◆ **The problem**
The response must consist of the lines below from the one with "use tokio_tungstenite::WebSocketStream;" through the one with "if let Some(reply)", exactly as they appear and with both ends kept.

------------------------------------------------

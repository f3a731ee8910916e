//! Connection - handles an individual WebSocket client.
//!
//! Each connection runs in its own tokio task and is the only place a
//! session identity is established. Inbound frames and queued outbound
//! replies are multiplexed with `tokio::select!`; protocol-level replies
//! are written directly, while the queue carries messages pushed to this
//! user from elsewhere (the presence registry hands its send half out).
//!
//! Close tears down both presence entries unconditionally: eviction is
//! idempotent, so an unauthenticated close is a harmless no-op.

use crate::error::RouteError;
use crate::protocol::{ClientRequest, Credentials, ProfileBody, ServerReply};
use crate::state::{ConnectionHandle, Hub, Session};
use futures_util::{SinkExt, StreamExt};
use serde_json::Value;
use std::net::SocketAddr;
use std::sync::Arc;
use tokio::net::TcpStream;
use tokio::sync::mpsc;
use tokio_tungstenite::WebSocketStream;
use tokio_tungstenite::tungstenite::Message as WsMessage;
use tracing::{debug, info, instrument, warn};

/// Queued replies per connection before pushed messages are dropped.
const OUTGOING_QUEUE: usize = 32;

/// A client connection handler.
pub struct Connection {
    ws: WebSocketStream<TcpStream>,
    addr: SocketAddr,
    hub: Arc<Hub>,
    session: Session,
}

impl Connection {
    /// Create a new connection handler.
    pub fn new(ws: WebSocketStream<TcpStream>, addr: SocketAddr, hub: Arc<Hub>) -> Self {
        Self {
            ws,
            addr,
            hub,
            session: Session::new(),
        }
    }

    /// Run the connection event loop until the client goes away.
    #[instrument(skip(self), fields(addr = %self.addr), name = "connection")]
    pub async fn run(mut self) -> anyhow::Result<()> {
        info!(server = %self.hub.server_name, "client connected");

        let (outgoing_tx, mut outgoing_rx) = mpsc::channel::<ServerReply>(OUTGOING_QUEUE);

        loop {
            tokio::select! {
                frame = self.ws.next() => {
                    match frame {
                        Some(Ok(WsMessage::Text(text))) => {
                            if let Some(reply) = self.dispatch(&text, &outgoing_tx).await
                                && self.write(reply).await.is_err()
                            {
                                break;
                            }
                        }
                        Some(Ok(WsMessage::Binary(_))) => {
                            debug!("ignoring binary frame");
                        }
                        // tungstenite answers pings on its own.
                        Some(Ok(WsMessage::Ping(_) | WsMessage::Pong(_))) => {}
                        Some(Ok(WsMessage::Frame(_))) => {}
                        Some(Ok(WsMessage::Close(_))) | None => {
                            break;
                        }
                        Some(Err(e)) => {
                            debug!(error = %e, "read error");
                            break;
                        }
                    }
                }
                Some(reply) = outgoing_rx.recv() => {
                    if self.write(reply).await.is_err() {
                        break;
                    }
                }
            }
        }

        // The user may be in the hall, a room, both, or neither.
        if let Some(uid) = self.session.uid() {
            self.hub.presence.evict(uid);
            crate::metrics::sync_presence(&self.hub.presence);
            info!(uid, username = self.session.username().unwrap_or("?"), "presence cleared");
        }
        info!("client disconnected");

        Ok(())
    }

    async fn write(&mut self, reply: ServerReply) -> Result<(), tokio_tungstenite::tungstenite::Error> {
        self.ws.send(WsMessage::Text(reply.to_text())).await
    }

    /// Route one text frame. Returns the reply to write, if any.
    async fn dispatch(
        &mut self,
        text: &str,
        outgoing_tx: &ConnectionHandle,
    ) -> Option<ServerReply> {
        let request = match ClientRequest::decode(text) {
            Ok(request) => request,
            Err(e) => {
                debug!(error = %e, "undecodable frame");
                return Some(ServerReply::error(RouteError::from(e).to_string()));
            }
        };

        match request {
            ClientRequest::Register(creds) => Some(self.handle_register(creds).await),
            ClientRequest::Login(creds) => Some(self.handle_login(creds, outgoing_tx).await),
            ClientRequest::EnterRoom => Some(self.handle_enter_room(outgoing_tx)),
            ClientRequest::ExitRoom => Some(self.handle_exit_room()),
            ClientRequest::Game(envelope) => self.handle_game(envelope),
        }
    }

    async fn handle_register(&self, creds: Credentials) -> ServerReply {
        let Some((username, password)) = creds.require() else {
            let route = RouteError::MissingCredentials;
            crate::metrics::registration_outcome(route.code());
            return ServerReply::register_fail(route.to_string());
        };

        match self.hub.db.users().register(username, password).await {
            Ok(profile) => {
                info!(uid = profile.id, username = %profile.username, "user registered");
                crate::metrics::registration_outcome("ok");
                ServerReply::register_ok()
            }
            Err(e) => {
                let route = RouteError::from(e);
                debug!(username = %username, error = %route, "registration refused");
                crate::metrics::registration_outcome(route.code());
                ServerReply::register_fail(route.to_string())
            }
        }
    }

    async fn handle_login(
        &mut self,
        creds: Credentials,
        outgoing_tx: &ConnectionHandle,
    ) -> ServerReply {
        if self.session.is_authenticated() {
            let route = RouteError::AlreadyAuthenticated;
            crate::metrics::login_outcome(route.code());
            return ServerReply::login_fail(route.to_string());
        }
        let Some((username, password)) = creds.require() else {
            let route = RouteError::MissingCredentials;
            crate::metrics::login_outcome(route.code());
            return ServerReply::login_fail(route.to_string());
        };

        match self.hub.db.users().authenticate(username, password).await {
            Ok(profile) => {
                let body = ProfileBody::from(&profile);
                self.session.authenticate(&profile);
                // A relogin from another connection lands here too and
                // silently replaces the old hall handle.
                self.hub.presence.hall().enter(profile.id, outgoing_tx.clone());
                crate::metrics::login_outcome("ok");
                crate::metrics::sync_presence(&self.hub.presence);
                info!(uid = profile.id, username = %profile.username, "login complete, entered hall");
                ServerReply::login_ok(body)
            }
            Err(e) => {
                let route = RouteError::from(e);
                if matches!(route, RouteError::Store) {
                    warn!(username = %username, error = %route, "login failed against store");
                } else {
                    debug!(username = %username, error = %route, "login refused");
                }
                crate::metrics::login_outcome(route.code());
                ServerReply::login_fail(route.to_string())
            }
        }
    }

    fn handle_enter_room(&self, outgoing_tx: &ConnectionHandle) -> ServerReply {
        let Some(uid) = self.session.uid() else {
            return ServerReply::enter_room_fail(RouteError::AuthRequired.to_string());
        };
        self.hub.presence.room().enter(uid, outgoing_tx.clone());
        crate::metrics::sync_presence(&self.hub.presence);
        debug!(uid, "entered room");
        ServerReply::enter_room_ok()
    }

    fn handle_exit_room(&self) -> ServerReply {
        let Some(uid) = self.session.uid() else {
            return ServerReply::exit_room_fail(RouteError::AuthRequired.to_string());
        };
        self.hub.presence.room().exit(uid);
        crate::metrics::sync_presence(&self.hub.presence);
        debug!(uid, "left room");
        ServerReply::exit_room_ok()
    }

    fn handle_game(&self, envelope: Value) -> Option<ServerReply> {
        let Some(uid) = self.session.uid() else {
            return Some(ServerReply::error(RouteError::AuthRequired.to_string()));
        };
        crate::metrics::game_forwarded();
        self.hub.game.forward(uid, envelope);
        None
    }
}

------------------------------------------------

◆ **Response box**
use tokio_tungstenite::WebSocketStream;
use tokio_tungstenite::tungstenite::Message as WsMessage;
use tracing::{debug, info, instrument, warn};

/// Queued replies per connection before pushed messages are dropped.
const OUTGOING_QUEUE: usize = 32;

/// A client connection handler.
pub struct Connection {
    ws: WebSocketStream<TcpStream>,
    addr: SocketAddr,
    hub: Arc<Hub>,
    session: Session,
}

impl Connection {
    /// Create a new connection handler.
    pub fn new(ws: WebSocketStream<TcpStream>, addr: SocketAddr, hub: Arc<Hub>) -> Self {
        Self {
            ws,
            addr,
            hub,
            session: Session::new(),
        }
    }

    /// Run the connection event loop until the client goes away.
    #[instrument(skip(self), fields(addr = %self.addr), name = "connection")]
    pub async fn run(mut self) -> anyhow::Result<()> {
        info!(server = %self.hub.server_name, "client connected");

        let (outgoing_tx, mut outgoing_rx) = mpsc::channel::<ServerReply>(OUTGOING_QUEUE);

        loop {
            tokio::select! {
                frame = self.ws.next() => {
                    match frame {
                        Some(Ok(WsMessage::Text(text))) => {
                            if let Some(reply) = self.dispatch(&text, &outgoing_tx).await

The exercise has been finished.